For each line below that contains the word "specs", make a copy.

::::

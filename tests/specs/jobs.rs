// SPDX-License-Identifier: BUSL-1.1
// Copyright (c) 2026 Alfred Jean LLC

//! Job lifecycle specs: load validation, keep-alive restart, on-demand
//! activation, check-in contract breach.

use super::prelude::*;
use std::os::unix::io::AsRawFd;
use std::os::unix::net::UnixStream;
use warden_wire::{keys, Value};

#[test]
fn submit_validation_errors() {
    let daemon = Daemon::start();
    let mut client = daemon.client();

    let mut unlabeled = Value::dict();
    unlabeled
        .insert(keys::PROGRAM_ARGUMENTS, Value::Array(vec![Value::string("/bin/true")]));
    let resp = client.msg(&submit(unlabeled)).unwrap();
    assert_eq!(resp.as_str(), Some(keys::RESPONSE_LABEL_MISSING));

    let mut no_argv = Value::dict();
    no_argv.insert(keys::LABEL, Value::string("x"));
    let resp = client.msg(&submit(no_argv)).unwrap();
    assert_eq!(resp.as_str(), Some(keys::RESPONSE_PROGRAM_ARGUMENTS_MISSING));

    let mut job = shell_job("x", "sleep 60");
    job.insert(keys::SERVICE_IPC, Value::Bool(false));
    assert_eq!(client.msg(&submit(job.clone())).unwrap().as_str(), Some(keys::RESPONSE_SUCCESS));
    assert_eq!(client.msg(&submit(job)).unwrap().as_str(), Some(keys::RESPONSE_JOB_EXISTS));
}

#[test]
fn snapshot_fills_defaults_and_strips_descriptors() {
    let daemon = Daemon::start();
    let mut client = daemon.client();

    let (held, passed) = UnixStream::pair().unwrap();
    let mut job = shell_job("svc", "exit 0");
    job.insert(keys::SOCKETS, Value::Array(vec![Value::Fd(passed.as_raw_fd())]));
    assert_eq!(client.msg(&submit(job)).unwrap().as_str(), Some(keys::RESPONSE_SUCCESS));

    let snapshot = client.msg(&get_job("svc")).unwrap();
    assert!(snapshot.get_bool(keys::ON_DEMAND), "on-demand defaults true");
    assert!(snapshot.get_bool(keys::SERVICE_IPC), "service IPC defaults true");
    let sockets = snapshot.get(keys::SOCKETS).unwrap().as_array().unwrap();
    assert_eq!(sockets[0].as_fd(), Some(-1), "snapshot descriptors are revoked");

    drop(held);
}

#[test]
fn unknown_labels_and_commands() {
    let daemon = Daemon::start();
    let mut client = daemon.client();

    let resp = client.msg(&get_job("ghost")).unwrap();
    assert_eq!(resp.as_str(), Some(keys::RESPONSE_JOB_NOT_FOUND));

    let resp = client.msg(&Value::string("MakeCoffee")).unwrap();
    assert_eq!(resp.as_str(), Some(keys::RESPONSE_UNKNOWN_COMMAND));
}

#[test]
fn keep_alive_job_restarts_after_clean_exit() {
    let daemon = Daemon::start();
    let mut client = daemon.client();
    let log = daemon.scratch().join("runs.log");

    let mut job = shell_job("ticker", &format!("echo run >> {}; sleep 0.2", log.display()));
    job.insert(keys::ON_DEMAND, Value::Bool(false));
    job.insert(keys::SERVICE_IPC, Value::Bool(false));
    assert_eq!(client.msg(&submit(job)).unwrap().as_str(), Some(keys::RESPONSE_SUCCESS));

    let restarted = wait_for(SPEC_WAIT_MAX_MS, || {
        std::fs::read_to_string(&log).map(|s| s.lines().count() >= 2).unwrap_or(false)
    });
    assert!(restarted, "clean-exit keep-alive job must restart");

    let mut remove = Value::dict();
    remove.insert(keys::REMOVE_JOB, Value::string("ticker"));
    assert_eq!(client.msg(&remove).unwrap().as_str(), Some(keys::RESPONSE_SUCCESS));
}

#[test]
fn on_demand_job_spawns_on_descriptor_readability() {
    let daemon = Daemon::start();
    let mut client = daemon.client();
    let log = daemon.scratch().join("activations.log");

    let (trigger, watched) = UnixStream::pair().unwrap();
    let mut job = shell_job("listener", &format!("echo activated >> {}", log.display()));
    job.insert(keys::SERVICE_IPC, Value::Bool(false));
    job.insert(keys::SOCKETS, Value::Array(vec![Value::Fd(watched.as_raw_fd())]));
    assert_eq!(client.msg(&submit(job)).unwrap().as_str(), Some(keys::RESPONSE_SUCCESS));

    // Idle until the descriptor shows activity.
    std::thread::sleep(std::time::Duration::from_millis(400));
    assert!(!log.exists(), "on-demand job must stay idle without activity");

    use std::io::Write;
    (&trigger).write_all(b"wake").unwrap();

    let spawned = wait_for(SPEC_WAIT_MAX_MS, || log.exists());
    assert!(spawned, "readability must activate the job");

    let mut remove = Value::dict();
    remove.insert(keys::REMOVE_JOB, Value::string("listener"));
    client.msg(&remove).unwrap();
}

#[test]
fn on_demand_child_checks_in_and_receives_its_descriptor() {
    let daemon = Daemon::start();
    let mut client = daemon.client();
    let out = daemon.scratch().join("checkin.out");

    // On-demand and service IPC both stay at their defaults: true.
    let (trigger, watched) = UnixStream::pair().unwrap();
    let mut job = Value::dict();
    job.insert(keys::LABEL, Value::string("y"));
    job.insert(
        keys::PROGRAM_ARGUMENTS,
        Value::Array(vec![
            Value::string(env!("CARGO_BIN_EXE_checkin-probe")),
            Value::string(out.display().to_string()),
        ]),
    );
    job.insert(keys::SOCKETS, Value::Array(vec![Value::Fd(watched.as_raw_fd())]));
    assert_eq!(client.msg(&submit(job)).unwrap().as_str(), Some(keys::RESPONSE_SUCCESS));

    use std::io::Write;
    (&trigger).write_all(b"ping").unwrap();

    let checked_in = wait_for(SPEC_WAIT_MAX_MS, || out.exists());
    assert!(checked_in, "activation must spawn the probe and its check-in must answer");

    // The check-in response carried the job descriptor, activation socket
    // included: the probe echoes the label and the bytes it drained.
    let record = std::fs::read_to_string(&out).unwrap();
    assert_eq!(record, "y:ping");

    // An honored contract leaves the job loaded after its child exits.
    std::thread::sleep(std::time::Duration::from_millis(500));
    let snapshot = client.msg(&get_job("y")).unwrap();
    assert_eq!(snapshot.get_str(keys::LABEL), Some("y"), "checked-in job must not be retired");
}

#[test]
fn service_ipc_job_that_never_checks_in_is_removed() {
    let daemon = Daemon::start();
    let mut client = daemon.client();

    // Service IPC defaults true; the child exits without checking in.
    let mut job = shell_job("breach", "exit 0");
    job.insert(keys::ON_DEMAND, Value::Bool(false));
    assert_eq!(client.msg(&submit(job)).unwrap().as_str(), Some(keys::RESPONSE_SUCCESS));

    let removed = wait_for(SPEC_WAIT_MAX_MS, || {
        let mut probe = daemon.client();
        probe.msg(&get_job("breach")).map(|r| r.as_str() == Some(keys::RESPONSE_JOB_NOT_FOUND))
            .unwrap_or(false)
    });
    assert!(removed, "a broken check-in contract retires the job without restart");
}

#[test]
fn user_environment_roundtrip() {
    let daemon = Daemon::start();
    let mut client = daemon.client();

    let mut mapping = Value::dict();
    mapping.insert("WARDEN_SPEC_ENV", Value::string("live"));
    let mut set = Value::dict();
    set.insert(keys::SET_USER_ENVIRONMENT, mapping);
    assert_eq!(client.msg(&set).unwrap().as_str(), Some(keys::RESPONSE_SUCCESS));

    let env = client.msg(&Value::string(keys::GET_USER_ENVIRONMENT)).unwrap();
    assert_eq!(env.get_str("WARDEN_SPEC_ENV"), Some("live"));

    let mut unset = Value::dict();
    unset.insert(keys::UNSET_USER_ENVIRONMENT, Value::string("WARDEN_SPEC_ENV"));
    assert_eq!(client.msg(&unset).unwrap().as_str(), Some(keys::RESPONSE_SUCCESS));

    let env = client.msg(&Value::string(keys::GET_USER_ENVIRONMENT)).unwrap();
    assert_eq!(env.get_str("WARDEN_SPEC_ENV"), None);
}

::::

• **SOLUTION TO THE EXERCISE**:
filename tests/specs/jobs.rs
//! Job lifecycle specs: load validation, keep-alive restart, on-demand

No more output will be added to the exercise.